===== Exercise materials

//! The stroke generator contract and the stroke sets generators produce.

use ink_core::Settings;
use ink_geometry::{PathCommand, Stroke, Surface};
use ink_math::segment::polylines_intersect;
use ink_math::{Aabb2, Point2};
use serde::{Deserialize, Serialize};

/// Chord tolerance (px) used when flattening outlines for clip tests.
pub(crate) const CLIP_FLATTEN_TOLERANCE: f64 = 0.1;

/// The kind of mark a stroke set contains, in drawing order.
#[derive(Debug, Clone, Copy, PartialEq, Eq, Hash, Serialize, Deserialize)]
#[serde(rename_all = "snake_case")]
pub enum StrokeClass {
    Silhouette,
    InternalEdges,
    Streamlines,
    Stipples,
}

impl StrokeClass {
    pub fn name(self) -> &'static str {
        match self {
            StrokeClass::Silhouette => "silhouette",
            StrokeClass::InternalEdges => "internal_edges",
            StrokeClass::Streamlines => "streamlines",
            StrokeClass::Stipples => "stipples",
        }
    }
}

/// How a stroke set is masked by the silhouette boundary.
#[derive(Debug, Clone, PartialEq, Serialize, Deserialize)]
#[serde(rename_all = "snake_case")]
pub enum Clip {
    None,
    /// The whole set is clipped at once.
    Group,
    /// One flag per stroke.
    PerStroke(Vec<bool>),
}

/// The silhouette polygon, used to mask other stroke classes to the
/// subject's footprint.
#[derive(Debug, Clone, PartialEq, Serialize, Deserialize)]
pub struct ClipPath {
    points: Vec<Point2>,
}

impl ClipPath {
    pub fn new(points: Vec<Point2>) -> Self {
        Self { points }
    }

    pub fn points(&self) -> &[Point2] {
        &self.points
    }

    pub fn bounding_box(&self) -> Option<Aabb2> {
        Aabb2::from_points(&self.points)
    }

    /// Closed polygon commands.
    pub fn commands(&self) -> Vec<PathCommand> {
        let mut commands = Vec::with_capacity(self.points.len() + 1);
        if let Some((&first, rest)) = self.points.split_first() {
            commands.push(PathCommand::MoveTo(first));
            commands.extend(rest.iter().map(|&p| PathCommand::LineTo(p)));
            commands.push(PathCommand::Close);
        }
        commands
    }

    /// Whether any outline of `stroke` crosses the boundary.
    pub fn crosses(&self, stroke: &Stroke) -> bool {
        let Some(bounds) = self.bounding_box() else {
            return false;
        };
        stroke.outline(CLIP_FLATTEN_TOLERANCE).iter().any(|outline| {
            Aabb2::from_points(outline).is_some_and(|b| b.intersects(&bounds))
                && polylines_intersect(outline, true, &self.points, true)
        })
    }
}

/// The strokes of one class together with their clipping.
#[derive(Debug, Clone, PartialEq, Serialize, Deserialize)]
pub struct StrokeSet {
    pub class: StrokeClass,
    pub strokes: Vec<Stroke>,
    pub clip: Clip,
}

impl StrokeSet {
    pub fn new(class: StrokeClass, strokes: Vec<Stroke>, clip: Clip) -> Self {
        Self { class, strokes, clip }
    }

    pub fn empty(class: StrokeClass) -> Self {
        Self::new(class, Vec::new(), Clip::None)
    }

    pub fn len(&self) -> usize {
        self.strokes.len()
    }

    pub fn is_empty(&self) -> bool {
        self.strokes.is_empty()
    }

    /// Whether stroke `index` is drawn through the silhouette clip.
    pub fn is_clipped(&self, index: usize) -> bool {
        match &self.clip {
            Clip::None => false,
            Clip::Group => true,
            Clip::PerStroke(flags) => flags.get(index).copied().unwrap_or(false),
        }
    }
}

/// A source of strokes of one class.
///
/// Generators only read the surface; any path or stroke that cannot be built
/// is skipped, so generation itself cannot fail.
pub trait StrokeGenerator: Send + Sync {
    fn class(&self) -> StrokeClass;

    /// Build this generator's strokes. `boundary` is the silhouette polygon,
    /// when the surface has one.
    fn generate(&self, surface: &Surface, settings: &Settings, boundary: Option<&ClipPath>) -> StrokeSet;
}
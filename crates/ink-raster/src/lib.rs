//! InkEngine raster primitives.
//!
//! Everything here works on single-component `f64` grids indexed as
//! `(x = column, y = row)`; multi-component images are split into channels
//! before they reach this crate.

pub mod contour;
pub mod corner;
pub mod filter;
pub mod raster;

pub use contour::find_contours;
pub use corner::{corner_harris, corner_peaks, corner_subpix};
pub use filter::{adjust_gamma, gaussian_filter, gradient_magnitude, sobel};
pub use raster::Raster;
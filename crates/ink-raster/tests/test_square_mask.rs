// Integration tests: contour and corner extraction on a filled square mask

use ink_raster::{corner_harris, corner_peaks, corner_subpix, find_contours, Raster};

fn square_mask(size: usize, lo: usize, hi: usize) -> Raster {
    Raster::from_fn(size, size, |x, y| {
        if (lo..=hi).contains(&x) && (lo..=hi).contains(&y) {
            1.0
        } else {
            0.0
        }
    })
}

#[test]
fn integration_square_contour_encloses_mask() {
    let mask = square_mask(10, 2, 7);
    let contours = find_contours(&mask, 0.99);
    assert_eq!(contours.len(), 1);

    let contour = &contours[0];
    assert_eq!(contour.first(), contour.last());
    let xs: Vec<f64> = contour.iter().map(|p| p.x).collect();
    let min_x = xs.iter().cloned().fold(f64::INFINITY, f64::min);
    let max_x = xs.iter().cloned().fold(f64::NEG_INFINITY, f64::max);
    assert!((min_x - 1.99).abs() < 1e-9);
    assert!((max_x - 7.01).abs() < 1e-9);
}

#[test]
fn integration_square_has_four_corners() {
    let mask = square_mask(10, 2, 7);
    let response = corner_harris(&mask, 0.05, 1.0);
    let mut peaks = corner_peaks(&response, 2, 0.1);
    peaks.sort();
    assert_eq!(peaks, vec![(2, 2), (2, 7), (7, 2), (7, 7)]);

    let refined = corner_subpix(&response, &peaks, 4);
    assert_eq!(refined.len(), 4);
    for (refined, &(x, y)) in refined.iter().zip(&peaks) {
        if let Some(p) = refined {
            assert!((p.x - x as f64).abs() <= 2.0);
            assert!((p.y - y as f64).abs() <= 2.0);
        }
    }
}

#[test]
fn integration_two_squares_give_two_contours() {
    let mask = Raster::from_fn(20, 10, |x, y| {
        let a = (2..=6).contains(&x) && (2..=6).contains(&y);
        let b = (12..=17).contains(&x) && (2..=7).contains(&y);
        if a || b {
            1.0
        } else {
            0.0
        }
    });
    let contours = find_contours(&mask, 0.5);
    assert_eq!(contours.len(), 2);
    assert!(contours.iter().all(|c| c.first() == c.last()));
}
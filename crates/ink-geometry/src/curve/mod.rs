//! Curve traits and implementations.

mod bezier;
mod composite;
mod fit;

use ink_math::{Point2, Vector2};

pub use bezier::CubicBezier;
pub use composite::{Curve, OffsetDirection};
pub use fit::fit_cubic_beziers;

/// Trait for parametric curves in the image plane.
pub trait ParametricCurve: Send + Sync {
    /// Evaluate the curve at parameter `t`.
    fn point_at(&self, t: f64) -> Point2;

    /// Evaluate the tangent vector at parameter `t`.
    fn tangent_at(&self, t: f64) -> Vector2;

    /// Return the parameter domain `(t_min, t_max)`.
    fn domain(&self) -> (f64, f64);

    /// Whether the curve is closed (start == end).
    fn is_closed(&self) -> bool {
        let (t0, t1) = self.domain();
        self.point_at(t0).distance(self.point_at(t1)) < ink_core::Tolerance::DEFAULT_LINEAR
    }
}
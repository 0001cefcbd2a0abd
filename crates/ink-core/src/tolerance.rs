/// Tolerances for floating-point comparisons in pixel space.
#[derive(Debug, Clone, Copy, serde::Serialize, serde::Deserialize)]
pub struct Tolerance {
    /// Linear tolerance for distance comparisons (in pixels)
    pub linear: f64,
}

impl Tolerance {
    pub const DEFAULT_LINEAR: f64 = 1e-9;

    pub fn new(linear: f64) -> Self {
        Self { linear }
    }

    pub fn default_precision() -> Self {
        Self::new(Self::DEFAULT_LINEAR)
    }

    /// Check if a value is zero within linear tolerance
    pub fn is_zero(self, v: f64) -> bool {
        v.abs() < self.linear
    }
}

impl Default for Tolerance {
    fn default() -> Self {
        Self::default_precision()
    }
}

==========
===== Exercise materials

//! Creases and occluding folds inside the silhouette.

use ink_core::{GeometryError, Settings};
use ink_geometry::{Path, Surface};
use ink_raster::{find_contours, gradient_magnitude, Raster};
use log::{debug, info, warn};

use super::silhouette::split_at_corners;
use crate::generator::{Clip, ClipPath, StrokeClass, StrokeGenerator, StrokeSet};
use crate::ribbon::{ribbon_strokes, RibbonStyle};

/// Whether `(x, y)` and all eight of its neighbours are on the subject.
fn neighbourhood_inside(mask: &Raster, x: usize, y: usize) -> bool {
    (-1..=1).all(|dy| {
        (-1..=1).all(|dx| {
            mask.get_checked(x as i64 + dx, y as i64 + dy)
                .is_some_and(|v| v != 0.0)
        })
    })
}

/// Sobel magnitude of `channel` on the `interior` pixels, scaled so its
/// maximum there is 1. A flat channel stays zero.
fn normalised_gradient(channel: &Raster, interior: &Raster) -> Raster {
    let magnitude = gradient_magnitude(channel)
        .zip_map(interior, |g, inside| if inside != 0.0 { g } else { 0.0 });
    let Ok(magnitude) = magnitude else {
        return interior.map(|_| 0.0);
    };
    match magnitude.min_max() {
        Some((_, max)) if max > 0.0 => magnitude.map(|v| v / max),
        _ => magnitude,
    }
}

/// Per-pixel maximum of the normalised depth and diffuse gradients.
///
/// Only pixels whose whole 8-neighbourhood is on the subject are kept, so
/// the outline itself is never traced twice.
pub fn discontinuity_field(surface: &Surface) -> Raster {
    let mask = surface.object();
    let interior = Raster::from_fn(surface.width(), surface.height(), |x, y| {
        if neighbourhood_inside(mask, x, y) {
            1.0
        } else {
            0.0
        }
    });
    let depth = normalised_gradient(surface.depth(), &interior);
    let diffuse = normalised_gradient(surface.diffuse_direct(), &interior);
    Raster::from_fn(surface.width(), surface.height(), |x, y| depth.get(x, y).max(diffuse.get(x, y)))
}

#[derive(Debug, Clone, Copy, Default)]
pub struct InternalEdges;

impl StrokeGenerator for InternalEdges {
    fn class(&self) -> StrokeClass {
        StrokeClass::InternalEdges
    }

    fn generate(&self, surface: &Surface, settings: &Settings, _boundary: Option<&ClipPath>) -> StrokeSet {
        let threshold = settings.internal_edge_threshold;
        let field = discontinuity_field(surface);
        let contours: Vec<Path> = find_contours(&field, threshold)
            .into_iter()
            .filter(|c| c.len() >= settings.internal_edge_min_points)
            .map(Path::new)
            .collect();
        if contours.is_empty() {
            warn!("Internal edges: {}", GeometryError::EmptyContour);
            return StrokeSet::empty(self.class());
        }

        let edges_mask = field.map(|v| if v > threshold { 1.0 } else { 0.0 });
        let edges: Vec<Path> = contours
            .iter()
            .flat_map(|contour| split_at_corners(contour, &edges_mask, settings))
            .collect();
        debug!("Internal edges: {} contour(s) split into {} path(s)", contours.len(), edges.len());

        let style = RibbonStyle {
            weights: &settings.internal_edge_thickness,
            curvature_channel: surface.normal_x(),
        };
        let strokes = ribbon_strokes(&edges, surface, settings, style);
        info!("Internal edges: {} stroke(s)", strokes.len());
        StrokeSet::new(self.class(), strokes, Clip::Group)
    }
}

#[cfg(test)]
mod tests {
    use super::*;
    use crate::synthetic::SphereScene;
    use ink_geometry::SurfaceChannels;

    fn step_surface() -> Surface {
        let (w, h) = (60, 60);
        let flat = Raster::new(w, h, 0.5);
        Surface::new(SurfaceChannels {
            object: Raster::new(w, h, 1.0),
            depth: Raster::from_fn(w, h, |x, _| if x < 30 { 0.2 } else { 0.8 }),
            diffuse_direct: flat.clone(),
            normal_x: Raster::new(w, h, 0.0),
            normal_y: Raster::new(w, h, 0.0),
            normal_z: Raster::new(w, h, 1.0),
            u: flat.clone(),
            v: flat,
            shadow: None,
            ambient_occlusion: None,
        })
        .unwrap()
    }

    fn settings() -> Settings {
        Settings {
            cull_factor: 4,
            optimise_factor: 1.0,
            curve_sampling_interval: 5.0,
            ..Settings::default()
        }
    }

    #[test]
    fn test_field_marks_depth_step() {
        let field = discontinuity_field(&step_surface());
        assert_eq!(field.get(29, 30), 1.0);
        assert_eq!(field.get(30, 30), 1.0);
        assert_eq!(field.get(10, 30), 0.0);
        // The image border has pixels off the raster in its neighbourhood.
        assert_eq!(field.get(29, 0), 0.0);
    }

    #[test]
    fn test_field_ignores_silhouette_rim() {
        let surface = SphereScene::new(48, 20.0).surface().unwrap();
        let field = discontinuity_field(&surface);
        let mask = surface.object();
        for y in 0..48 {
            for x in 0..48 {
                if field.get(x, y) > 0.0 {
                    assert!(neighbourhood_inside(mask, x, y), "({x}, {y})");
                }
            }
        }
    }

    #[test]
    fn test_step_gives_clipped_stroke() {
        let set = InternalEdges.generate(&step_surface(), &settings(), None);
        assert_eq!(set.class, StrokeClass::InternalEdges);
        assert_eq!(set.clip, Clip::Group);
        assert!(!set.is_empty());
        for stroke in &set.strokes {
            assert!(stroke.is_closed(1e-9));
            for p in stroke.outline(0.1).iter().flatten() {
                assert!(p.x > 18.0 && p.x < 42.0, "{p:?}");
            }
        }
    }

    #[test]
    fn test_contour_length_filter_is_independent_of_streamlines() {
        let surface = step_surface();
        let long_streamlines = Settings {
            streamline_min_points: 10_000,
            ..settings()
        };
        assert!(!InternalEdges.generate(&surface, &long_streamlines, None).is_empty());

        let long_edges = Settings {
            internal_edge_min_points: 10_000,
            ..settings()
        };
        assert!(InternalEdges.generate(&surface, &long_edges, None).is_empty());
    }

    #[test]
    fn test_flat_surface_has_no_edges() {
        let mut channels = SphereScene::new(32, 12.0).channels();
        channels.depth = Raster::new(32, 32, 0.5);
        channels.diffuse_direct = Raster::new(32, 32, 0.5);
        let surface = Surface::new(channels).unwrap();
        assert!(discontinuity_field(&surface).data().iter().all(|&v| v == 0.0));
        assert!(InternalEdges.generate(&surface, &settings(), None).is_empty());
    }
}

==========
===== Exercise materials

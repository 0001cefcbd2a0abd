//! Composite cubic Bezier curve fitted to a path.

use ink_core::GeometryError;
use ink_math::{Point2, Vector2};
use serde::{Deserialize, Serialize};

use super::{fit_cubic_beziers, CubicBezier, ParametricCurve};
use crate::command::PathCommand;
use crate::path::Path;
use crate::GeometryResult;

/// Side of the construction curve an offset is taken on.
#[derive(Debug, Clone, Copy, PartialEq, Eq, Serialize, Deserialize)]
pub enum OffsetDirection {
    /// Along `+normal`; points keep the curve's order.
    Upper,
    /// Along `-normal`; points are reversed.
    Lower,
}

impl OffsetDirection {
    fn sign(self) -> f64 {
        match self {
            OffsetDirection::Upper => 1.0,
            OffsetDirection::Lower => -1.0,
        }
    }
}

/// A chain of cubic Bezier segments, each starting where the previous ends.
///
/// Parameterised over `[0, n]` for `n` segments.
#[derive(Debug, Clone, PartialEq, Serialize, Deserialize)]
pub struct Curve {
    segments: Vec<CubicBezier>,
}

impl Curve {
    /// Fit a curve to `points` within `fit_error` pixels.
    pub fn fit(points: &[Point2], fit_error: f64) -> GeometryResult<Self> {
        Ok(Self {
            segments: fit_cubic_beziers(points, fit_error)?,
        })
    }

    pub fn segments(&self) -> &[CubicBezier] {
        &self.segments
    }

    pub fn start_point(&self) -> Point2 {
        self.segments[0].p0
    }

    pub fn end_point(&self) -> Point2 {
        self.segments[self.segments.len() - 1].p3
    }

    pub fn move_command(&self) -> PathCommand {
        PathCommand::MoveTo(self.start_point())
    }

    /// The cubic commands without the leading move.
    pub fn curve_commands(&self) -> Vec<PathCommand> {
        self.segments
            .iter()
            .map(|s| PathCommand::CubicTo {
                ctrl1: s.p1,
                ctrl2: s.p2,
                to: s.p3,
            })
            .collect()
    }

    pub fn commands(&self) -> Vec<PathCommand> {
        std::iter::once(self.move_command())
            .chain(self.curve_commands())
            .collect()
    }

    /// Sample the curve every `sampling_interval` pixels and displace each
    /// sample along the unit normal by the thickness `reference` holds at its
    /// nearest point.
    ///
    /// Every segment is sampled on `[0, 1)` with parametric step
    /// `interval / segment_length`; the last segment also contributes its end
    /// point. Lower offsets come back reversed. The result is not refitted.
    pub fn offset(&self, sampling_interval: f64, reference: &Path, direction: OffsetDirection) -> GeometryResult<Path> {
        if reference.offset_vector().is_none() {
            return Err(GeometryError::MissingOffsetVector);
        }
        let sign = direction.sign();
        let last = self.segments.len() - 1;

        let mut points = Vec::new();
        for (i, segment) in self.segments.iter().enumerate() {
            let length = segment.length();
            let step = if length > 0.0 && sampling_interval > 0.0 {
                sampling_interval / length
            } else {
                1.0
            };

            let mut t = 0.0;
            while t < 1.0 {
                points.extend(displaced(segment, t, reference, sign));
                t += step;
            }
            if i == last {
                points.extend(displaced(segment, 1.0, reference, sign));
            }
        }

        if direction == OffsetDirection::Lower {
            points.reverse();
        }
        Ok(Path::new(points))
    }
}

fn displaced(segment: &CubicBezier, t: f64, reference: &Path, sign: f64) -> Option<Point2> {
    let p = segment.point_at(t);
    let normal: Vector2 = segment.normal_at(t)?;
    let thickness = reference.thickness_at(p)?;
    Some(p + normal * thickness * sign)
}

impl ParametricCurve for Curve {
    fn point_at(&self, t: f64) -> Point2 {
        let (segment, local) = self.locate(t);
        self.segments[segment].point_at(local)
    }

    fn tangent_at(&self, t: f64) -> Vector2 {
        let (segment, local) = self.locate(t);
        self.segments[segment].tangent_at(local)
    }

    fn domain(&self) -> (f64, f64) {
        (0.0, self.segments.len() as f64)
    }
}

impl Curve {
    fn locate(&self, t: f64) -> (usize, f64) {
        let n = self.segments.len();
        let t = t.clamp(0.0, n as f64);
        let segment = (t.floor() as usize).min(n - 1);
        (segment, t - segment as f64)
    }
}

==========

» **Exercise brief**:
Only the lines above starting at the line that holds "sets generators produce." and ending at the line that holds "pub fn name(self)" are to be repeated, exactly and in full.

» **Exercise answer**:
//! The stroke generator contract and the stroke sets generators produce.

use ink_core::Settings;
use ink_geometry::{PathCommand, Stroke, Surface};
use ink_math::segment::polylines_intersect;
use ink_math::{Aabb2, Point2};
use serde::{Deserialize, Serialize};

/// Chord tolerance (px) used when flattening outlines for clip tests.
pub(crate) const CLIP_FLATTEN_TOLERANCE: f64 = 0.1;

/// The kind of mark a stroke set contains, in drawing order.
#[derive(Debug, Clone, Copy, PartialEq, Eq, Hash, Serialize, Deserialize)]
#[serde(rename_all = "snake_case")]
pub enum StrokeClass {
    Silhouette,
    InternalEdges,
    Streamlines,
    Stipples,
}

impl StrokeClass {
    pub fn name(self) -> &'static str {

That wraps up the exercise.